• DIRECTIONS
Within this listing, how many lines include the word "tracing"? Only the number should be given.

• LISTED RECORDS
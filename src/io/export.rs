//! Write results, reference templates, and personal data.
//!
//! CSV outputs use the same headers `io::ingest` reads, so a written file can
//! be fed straight back in.

use std::collections::BTreeMap;
use std::fs::File;
use std::io::Write;
use std::path::Path;

use chrono::{DateTime, Utc};
use serde::Serialize;

use crate::domain::{Adjustments, CalculationCar, CarFfbSens, CarRecord, DrivetrainKind};
use crate::error::AppError;
use crate::personal::PersonalData;

/// Results JSON document.
#[derive(Debug, Clone, Serialize)]
pub struct ResultsFile {
    pub tool: String,
    pub generated_at: DateTime<Utc>,
    pub adjustments: Adjustments,
    pub cars: Vec<CarResult>,
}

#[derive(Debug, Clone, Serialize)]
pub struct CarResult {
    pub car_id: u32,
    pub name: String,
    pub drivetrain: DrivetrainKind,
    pub rotation: u32,
    pub weight_kg: u32,
    pub ffb_sens: CarFfbSens,
}

/// Join results with catalog attributes, in car id order.
pub fn car_results(catalog: &[CarRecord], results: &BTreeMap<u32, CarFfbSens>) -> Vec<CarResult> {
    let by_id: BTreeMap<u32, &CarRecord> = catalog.iter().map(|c| (c.info.id, c)).collect();
    results
        .iter()
        .filter_map(|(id, sens)| {
            let record = by_id.get(id)?;
            Some(CarResult {
                car_id: *id,
                name: record.name.clone(),
                drivetrain: record.info.drivetrain,
                rotation: record.info.rotation,
                weight_kg: record.info.weight_kg,
                ffb_sens: *sens,
            })
        })
        .collect()
}

pub fn write_results_csv(path: &Path, rows: &[CarResult]) -> Result<(), AppError> {
    let file = create(path, "results CSV")?;
    write_results_csv_to(file, rows)
        .map_err(|e| AppError::new(4, format!("Failed to write results CSV '{}': {e}", path.display())))
}

pub fn write_results_json(path: &Path, rows: &[CarResult], adjustments: &Adjustments) -> Result<(), AppError> {
    let file = create(path, "results JSON")?;
    let doc = ResultsFile {
        tool: "ffbsens".to_string(),
        generated_at: Utc::now(),
        adjustments: *adjustments,
        cars: rows.to_vec(),
    };
    serde_json::to_writer_pretty(file, &doc)
        .map_err(|e| AppError::new(4, format!("Failed to write results JSON: {e}")))
}

pub fn write_references_csv(path: &Path, cars: &[CalculationCar]) -> Result<(), AppError> {
    let file = create(path, "references CSV")?;
    write_references_csv_to(file, cars)
        .map_err(|e| AppError::new(4, format!("Failed to write references CSV '{}': {e}", path.display())))
}

pub fn write_personal_csv(path: &Path, personal: &PersonalData) -> Result<(), AppError> {
    let file = create(path, "personal CSV")?;
    write_personal_csv_to(file, personal)
        .map_err(|e| AppError::new(4, format!("Failed to write personal CSV '{}': {e}", path.display())))
}

fn create(path: &Path, what: &str) -> Result<File, AppError> {
    File::create(path).map_err(|e| AppError::new(4, format!("Failed to create {what} '{}': {e}", path.display())))
}

fn write_results_csv_to<W: Write>(out: W, rows: &[CarResult]) -> Result<(), csv::Error> {
    let mut wtr = csv::Writer::from_writer(out);
    wtr.write_record(["car_id", "name", "drivetrain", "rotation", "weight_kg", "gravel", "tarmac", "snow"])?;
    for r in rows {
        let mut record = vec![
            r.car_id.to_string(),
            r.name.clone(),
            drivetrain_cell(r.drivetrain),
            r.rotation.to_string(),
            r.weight_kg.to_string(),
        ];
        record.extend(sens_fields(&r.ffb_sens));
        wtr.write_record(&record)?;
    }
    wtr.flush()?;
    Ok(())
}

fn write_references_csv_to<W: Write>(out: W, cars: &[CalculationCar]) -> Result<(), csv::Error> {
    let mut wtr = csv::Writer::from_writer(out);
    wtr.write_record(["drivetrain", "rotation", "weight_kg", "gravel", "tarmac", "snow"])?;
    for c in cars {
        let mut record = vec![drivetrain_cell(c.drivetrain), c.rotation.to_string(), c.weight_kg.to_string()];
        record.extend(sens_fields(&c.ffb_sens));
        wtr.write_record(&record)?;
    }
    wtr.flush()?;
    Ok(())
}

fn write_personal_csv_to<W: Write>(out: W, personal: &PersonalData) -> Result<(), csv::Error> {
    let mut wtr = csv::Writer::from_writer(out);
    wtr.write_record(["car_id", "gravel", "tarmac", "snow", "rotation"])?;
    for p in personal.cars() {
        let mut record = vec![p.car_id.to_string()];
        record.extend(sens_fields(&p.ffb_sens));
        record.push(p.rotation.map(|v| v.to_string()).unwrap_or_default());
        wtr.write_record(&record)?;
    }
    wtr.flush()?;
    Ok(())
}

fn drivetrain_cell(kind: DrivetrainKind) -> String {
    kind.label().to_ascii_lowercase()
}

/// Gravel, tarmac and snow cells; absent values are empty.
fn sens_fields(sens: &CarFfbSens) -> [String; 3] {
    [sens.gravel, sens.tarmac, sens.snow].map(|v| v.map(|v| v.to_string()).unwrap_or_default())
}
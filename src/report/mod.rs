//! Reporting utilities: run summary, coverage, and result tables.

pub mod format;

pub use format::*;
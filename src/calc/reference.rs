//! Reference curve construction.
//!
//! Every reference car contributes one point per surface it has a
//! sensitivity for, to both the rotation curve and the weight curve of that
//! surface. Sensitivities are divided by the car's drivetrain factor so cars
//! of different drivetrains share one curve.

use crate::calc::interpolate::{Curve, ReferencePoint};
use crate::domain::{Axis, CalculationCar, DrivetrainFactors, Surface};
use crate::error::CalcError;

/// The six curves, keyed by `(Surface, Axis)`.
#[derive(Debug, Clone, Default, PartialEq)]
pub struct ReferenceCurves {
    curves: [[Curve; 2]; 3],
}

impl ReferenceCurves {
    /// Build all curves from `cars`.
    ///
    /// Fails if any car's drivetrain is missing from `factors`, whether or
    /// not that car has sensitivities set.
    pub fn build(cars: &[CalculationCar], factors: &DrivetrainFactors) -> Result<Self, CalcError> {
        let mut points: [[Vec<ReferencePoint>; 2]; 3] = Default::default();

        for car in cars {
            let factor = factors.factor(car.drivetrain)?;

            for surface in Surface::ALL {
                let Some(sens) = car.ffb_sens.get(surface) else {
                    continue;
                };
                let normalized = f64::from(sens) / factor;

                for axis in Axis::ALL {
                    let value = match axis {
                        Axis::Rotation => f64::from(car.rotation),
                        Axis::Weight => f64::from(car.weight_kg),
                    };
                    points[surface.index()][axis.index()].push(ReferencePoint::new(value, normalized));
                }
            }
        }

        let curves = points.map(|per_axis| per_axis.map(Curve::from_points));
        Ok(Self { curves })
    }

    pub fn curve(&self, surface: Surface, axis: Axis) -> &Curve {
        &self.curves[surface.index()][axis.index()]
    }

    /// Number of points per surface (identical on both axes).
    pub fn point_count(&self, surface: Surface) -> usize {
        self.curve(surface, Axis::Rotation).len()
    }
}
//! Top-level application orchestration.
//!
//! `src/main.rs` is intentionally tiny; this module is the "real main" that:
//! - loads `.env` and sets up logging
//! - parses CLI arguments
//! - merges flags with the settings file
//! - runs the calculation pipeline
//! - prints reports and writes outputs

use clap::Parser;

use crate::calc::default_reference_cars;
use crate::cli::{CalcArgs, ClearArgs, Command, InitArgs};
use crate::domain::{Adjustments, CarInfo};
use crate::error::AppError;
use crate::io::{
    load_catalog, load_personal, load_settings, save_settings, write_personal_csv, write_references_csv,
    write_results_csv, write_results_json,
};
use crate::personal::PersonalData;

pub mod pipeline;

/// Entry point for the `ffbsens` binary.
pub fn run() -> Result<(), AppError> {
    dotenvy::dotenv().ok();
    env_logger::builder()
        .filter_level(log::LevelFilter::Warn)
        .parse_default_env()
        .init();

    let argv = rewrite_args(std::env::args().collect());
    let cli = crate::cli::Cli::parse_from(argv);

    match cli.command {
        Command::Calc(args) => handle_calc(args, OutputMode::PrintOnly),
        Command::Apply(args) => handle_calc(args, OutputMode::Apply),
        Command::Clear(args) => handle_clear(args),
        Command::InitReferences(args) => handle_init_references(args),
    }
}

#[derive(Debug, Clone, Copy, PartialEq, Eq)]
enum OutputMode {
    PrintOnly,
    Apply,
}

fn handle_calc(args: CalcArgs, mode: OutputMode) -> Result<(), AppError> {
    let personal_path = args.paths.personal.clone();
    if mode == OutputMode::Apply && personal_path.is_none() {
        return Err(AppError::new(2, "`apply` needs a personal file (`--personal` or FFBSENS_PERSONAL)."));
    }

    let stored = match &args.paths.settings {
        Some(path) => load_settings(path)?,
        None => Adjustments::default(),
    };
    let adjustments = merge_adjustments(stored, &args);

    let config = pipeline::RunConfig {
        catalog_path: args.paths.catalog.clone(),
        references_path: args.paths.references.clone(),
        personal_path,
        adjustments,
    };
    let mut run = pipeline::run_calculation(&config)?;

    print!("{}", crate::report::format_run_summary(&run));
    if !args.no_table {
        print!("{}", crate::report::format_results_table(&run.rows));
    }

    if let Some(path) = &args.export {
        write_results_csv(path, &run.rows)?;
    }
    if let Some(path) = &args.export_json {
        write_results_json(path, &run.rows, &run.adjustments)?;
    }
    if args.save_settings {
        if let Some(path) = &args.paths.settings {
            save_settings(path, &run.adjustments)?;
        }
    }

    if mode == OutputMode::Apply {
        if let Some(path) = &config.personal_path {
            run.personal.apply_results(&run.results);
            write_personal_csv(path, &run.personal)?;
            println!("Stored sensitivities for {} car(s) in '{}'.", run.results.len(), path.display());
        }
    }

    Ok(())
}

/// Flags win over the stored settings.
fn merge_adjustments(stored: Adjustments, args: &CalcArgs) -> Adjustments {
    let target_car_id = if args.all_cars {
        None
    } else {
        args.target.or(stored.target_car_id)
    };
    Adjustments {
        weight_ratio_percent: args.weight_ratio.unwrap_or(stored.weight_ratio_percent),
        fwd_percent: args.fwd.unwrap_or(stored.fwd_percent),
        rwd_percent: args.rwd.unwrap_or(stored.rwd_percent),
        awd_percent: args.awd.unwrap_or(stored.awd_percent),
        target_car_id,
    }
}

fn handle_clear(args: ClearArgs) -> Result<(), AppError> {
    let ingested = load_personal(&args.personal)?;
    if !ingested.row_errors.is_empty() {
        log::warn!("dropping {} unreadable personal row(s)", ingested.row_errors.len());
    }
    let mut personal = PersonalData::from_cars(ingested.items);
    personal.clear_sensitivities();
    write_personal_csv(&args.personal, &personal)?;
    println!("Cleared sensitivities for {} car(s).", personal.len());
    Ok(())
}

fn handle_init_references(args: InitArgs) -> Result<(), AppError> {
    if !args.force && args.output.exists() {
        return Err(AppError::new(
            2,
            format!("'{}' already exists (use --force to overwrite).", args.output.display()),
        ));
    }

    let catalog = load_catalog(&args.catalog)?;
    let infos: Vec<CarInfo> = catalog.items.iter().map(|c| c.info).collect();
    let templates = default_reference_cars(&infos);
    write_references_csv(&args.output, &templates)?;
    println!(
        "Wrote {} reference template(s) to '{}'; fill in the sensitivities before running `calc`.",
        templates.len(),
        args.output.display()
    );
    Ok(())
}

/// Rewrite argv so bare flags run `calc`.
///
/// Rules:
/// - `ffbsens --catalog ...`          -> `ffbsens calc --catalog ...`
/// - `ffbsens`, `--help`, `--version` -> unchanged
/// - explicit subcommands             -> unchanged
fn rewrite_args(mut argv: Vec<String>) -> Vec<String> {
    let Some(arg1) = argv.get(1).cloned() else {
        return argv;
    };

    let is_top_level_help_or_version = matches!(arg1.as_str(), "-h" | "--help" | "-V" | "--version" | "help");
    if is_top_level_help_or_version {
        return argv;
    }

    if arg1.starts_with('-') {
        argv.insert(1, "calc".to_string());
    }
    argv
}
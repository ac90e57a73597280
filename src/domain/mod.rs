//! Domain types used throughout the crate.
//!
//! This module defines:
//!
//! - keys for the curve table (`Surface`, `Axis`)
//! - drivetrain normalization (`DrivetrainKind`, `DrivetrainFactors`)
//! - car records consumed by the calculation (`CalculationCar`, `CarInfo`)
//! - results and persisted settings (`CarFfbSens`, `PersonalCar`, `Adjustments`)

pub mod types;

pub use types::*;
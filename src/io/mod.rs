//! Input/output helpers.
//!
//! - CSV ingest + validation (`ingest`)
//! - result, reference and personal writers (`export`)
//! - settings JSON read/write (`settings`)

pub mod export;
pub mod ingest;
pub mod settings;

pub use export::*;
pub use ingest::*;
pub use settings::*;
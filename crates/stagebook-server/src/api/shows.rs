use axum::{extract::State, http::StatusCode, Json};
use serde::Serialize;
use std::sync::Arc;

use super::error::ApiError;
use super::extract::FormBody;
use super::forms::ShowForm;
use super::MutationResponse;
use stagebook_db::entities::show;
use stagebook_db::query::{self, ShowListing};
use stagebook_db::{mutation, AppState};

#[derive(Debug, Serialize)]
pub struct ShowListResponse {
    pub shows: Vec<ShowListing>,
}

/// GET /shows
pub async fn list_shows(
    State(state): State<Arc<AppState>>,
) -> Result<Json<ShowListResponse>, ApiError> {
    let shows = query::show_list(&state.db).await?;
    Ok(Json(ShowListResponse { shows }))
}

/// GET /shows/create
pub async fn create_show_form() -> Json<ShowForm> {
    Json(ShowForm::blank())
}

/// POST /shows/create
pub async fn create_show(
    State(state): State<Arc<AppState>>,
    FormBody(form): FormBody<ShowForm>,
) -> Result<(StatusCode, Json<MutationResponse<show::Model>>), ApiError> {
    let input = form.into_input()?;

    let created = mutation::create_show(&state.db, input).await.map_err(|e| {
        ApiError::mutation(e, "An error occurred. Show could not be listed.".to_string())
    })?;

    Ok((
        StatusCode::CREATED,
        Json(MutationResponse::new(
            "Show was successfully listed!".to_string(),
            "/",
            created,
        )),
    ))
}
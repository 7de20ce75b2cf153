use sea_orm_migration::prelude::*;

use super::m20240101_000001_create_venue::Venue;
use super::m20240101_000002_create_artist::Artist;

#[derive(DeriveMigrationName)]
pub struct Migration;

#[async_trait::async_trait]
impl MigrationTrait for Migration {
    async fn up(&self, manager: &SchemaManager) -> Result<(), DbErr> {
        manager
            .create_table(
                Table::create()
                    .table(Show::Table)
                    .if_not_exists()
                    .col(
                        ColumnDef::new(Show::Id)
                            .integer()
                            .not_null()
                            .auto_increment()
                            .primary_key(),
                    )
                    .col(ColumnDef::new(Show::VenueId).integer().not_null())
                    .col(ColumnDef::new(Show::ArtistId).integer().not_null())
                    .col(
                        ColumnDef::new(Show::StartTime)
                            .timestamp_with_time_zone()
                            .not_null(),
                    )
                    .foreign_key(
                        ForeignKey::create()
                            .name("fk_show_venue_id")
                            .from(Show::Table, Show::VenueId)
                            .to(Venue::Table, Venue::Id)
                            .on_delete(ForeignKeyAction::Cascade),
                    )
                    .foreign_key(
                        ForeignKey::create()
                            .name("fk_show_artist_id")
                            .from(Show::Table, Show::ArtistId)
                            .to(Artist::Table, Artist::Id)
                            .on_delete(ForeignKeyAction::Cascade),
                    )
                    .to_owned(),
            )
            .await?;

        manager
            .create_index(
                Index::create()
                    .name("idx_show_venue_id")
                    .table(Show::Table)
                    .col(Show::VenueId)
                    .to_owned(),
            )
            .await?;

        manager
            .create_index(
                Index::create()
                    .name("idx_show_artist_id")
                    .table(Show::Table)
                    .col(Show::ArtistId)
                    .to_owned(),
            )
            .await?;

        manager
            .create_index(
                Index::create()
                    .name("idx_show_start_time")
                    .table(Show::Table)
                    .col(Show::StartTime)
                    .to_owned(),
            )
            .await?;

        Ok(())
    }

    async fn down(&self, manager: &SchemaManager) -> Result<(), DbErr> {
        manager
            .drop_table(Table::drop().table(Show::Table).to_owned())
            .await
    }
}

#[derive(DeriveIden)]
pub enum Show {
    Table,
    Id,
    VenueId,
    ArtistId,
    StartTime,
}
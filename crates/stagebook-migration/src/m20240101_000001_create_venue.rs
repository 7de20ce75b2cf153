use sea_orm_migration::prelude::*;

#[derive(DeriveMigrationName)]
pub struct Migration;

#[async_trait::async_trait]
impl MigrationTrait for Migration {
    async fn up(&self, manager: &SchemaManager) -> Result<(), DbErr> {
        manager
            .create_table(
                Table::create()
                    .table(Venue::Table)
                    .if_not_exists()
                    .col(
                        ColumnDef::new(Venue::Id)
                            .integer()
                            .not_null()
                            .auto_increment()
                            .primary_key(),
                    )
                    .col(ColumnDef::new(Venue::Name).string().not_null())
                    .col(ColumnDef::new(Venue::City).string_len(120).not_null())
                    .col(ColumnDef::new(Venue::State).string_len(120).not_null())
                    .col(ColumnDef::new(Venue::Address).string_len(120).not_null())
                    .col(ColumnDef::new(Venue::Phone).string_len(120).null())
                    .col(ColumnDef::new(Venue::ImageLink).string_len(500).null())
                    .col(ColumnDef::new(Venue::FacebookLink).string_len(120).null())
                    .col(ColumnDef::new(Venue::Website).string_len(500).null())
                    .col(
                        ColumnDef::new(Venue::SeekingTalent)
                            .boolean()
                            .not_null()
                            .default(false),
                    )
                    .col(ColumnDef::new(Venue::SeekingDescription).text().null())
                    .col(ColumnDef::new(Venue::Genres).json_binary().not_null())
                    .to_owned(),
            )
            .await?;

        // Grouped listing sorts by (state, city)
        manager
            .create_index(
                Index::create()
                    .name("idx_venue_state_city")
                    .table(Venue::Table)
                    .col(Venue::State)
                    .col(Venue::City)
                    .to_owned(),
            )
            .await?;

        manager
            .create_index(
                Index::create()
                    .name("idx_venue_name")
                    .table(Venue::Table)
                    .col(Venue::Name)
                    .to_owned(),
            )
            .await?;

        Ok(())
    }

    async fn down(&self, manager: &SchemaManager) -> Result<(), DbErr> {
        manager
            .drop_table(Table::drop().table(Venue::Table).to_owned())
            .await
    }
}

#[derive(DeriveIden)]
pub enum Venue {
    Table,
    Id,
    Name,
    City,
    State,
    Address,
    Phone,
    ImageLink,
    FacebookLink,
    Website,
    SeekingTalent,
    SeekingDescription,
    Genres,
}
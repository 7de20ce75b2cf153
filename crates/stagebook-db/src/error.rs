//! Booking error types.

use sea_orm::{DbErr, TransactionError};
use thiserror::Error;

#[derive(Error, Debug)]
pub enum BookingError {
    #[error("not found: {0}")]
    NotFound(String),

    #[error("invalid reference: {0}")]
    InvalidReference(String),

    #[error("database error: {0}")]
    Persistence(#[from] DbErr),
}

impl BookingError {
    pub fn not_found(what: impl Into<String>) -> Self {
        Self::NotFound(what.into())
    }
}

impl From<TransactionError<BookingError>> for BookingError {
    fn from(err: TransactionError<BookingError>) -> Self {
        match err {
            TransactionError::Connection(e) => Self::Persistence(e),
            TransactionError::Transaction(e) => e,
        }
    }
}
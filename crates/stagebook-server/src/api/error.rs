//! HTTP error mapping. Every error renders as `{"error": ..., "status": ...}`.

use axum::{
    extract::rejection::{FormRejection, PathRejection},
    http::StatusCode,
    response::{IntoResponse, Response},
    Json,
};
use serde_json::json;
use stagebook_db::BookingError;

#[derive(Debug)]
pub enum ApiError {
    NotFound(String),
    /// Submitted form is incomplete or malformed
    Validation(String),
    /// A mutation failed and was rolled back; `flash` is the user-facing text
    Mutation { status: StatusCode, flash: String },
    /// Request body could not be decoded
    Rejected { status: StatusCode, message: String },
    Internal,
}

impl ApiError {
    /// Map a failed mutation to its flash message. Store details are logged,
    /// never returned to the client.
    pub fn mutation(err: BookingError, flash: String) -> Self {
        let status = match &err {
            BookingError::NotFound(_) => StatusCode::NOT_FOUND,
            BookingError::InvalidReference(_) => StatusCode::UNPROCESSABLE_ENTITY,
            BookingError::Persistence(_) => StatusCode::INTERNAL_SERVER_ERROR,
        };
        if status.is_server_error() {
            tracing::error!(error = %err, "mutation rolled back");
        } else {
            tracing::warn!(error = %err, "mutation rejected");
        }
        Self::Mutation { status, flash }
    }

    pub fn status(&self) -> StatusCode {
        match self {
            ApiError::NotFound(_) => StatusCode::NOT_FOUND,
            ApiError::Validation(_) => StatusCode::UNPROCESSABLE_ENTITY,
            ApiError::Mutation { status, .. } | ApiError::Rejected { status, .. } => *status,
            ApiError::Internal => StatusCode::INTERNAL_SERVER_ERROR,
        }
    }
}

impl From<BookingError> for ApiError {
    fn from(err: BookingError) -> Self {
        match err {
            BookingError::NotFound(what) => ApiError::NotFound(what),
            other => {
                tracing::error!(error = %other, "query failed");
                ApiError::Internal
            }
        }
    }
}

impl From<PathRejection> for ApiError {
    fn from(rejection: PathRejection) -> Self {
        tracing::debug!(error = %rejection, "unmatched path parameter");
        ApiError::NotFound("page".to_string())
    }
}

impl From<FormRejection> for ApiError {
    fn from(rejection: FormRejection) -> Self {
        ApiError::Rejected {
            status: rejection.status(),
            message: rejection.body_text(),
        }
    }
}

impl IntoResponse for ApiError {
    fn into_response(self) -> Response {
        let status = self.status();
        let message = match self {
            ApiError::NotFound(what) => format!("Not found: {what}"),
            ApiError::Validation(msg) => msg,
            ApiError::Mutation { flash, .. } => flash,
            ApiError::Rejected { message, .. } => message,
            ApiError::Internal => "Internal server error".to_string(),
        };

        let body = Json(json!({
            "error": message,
            "status": status.as_u16(),
        }));
        (status, body).into_response()
    }
}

• TASK ANSWER
4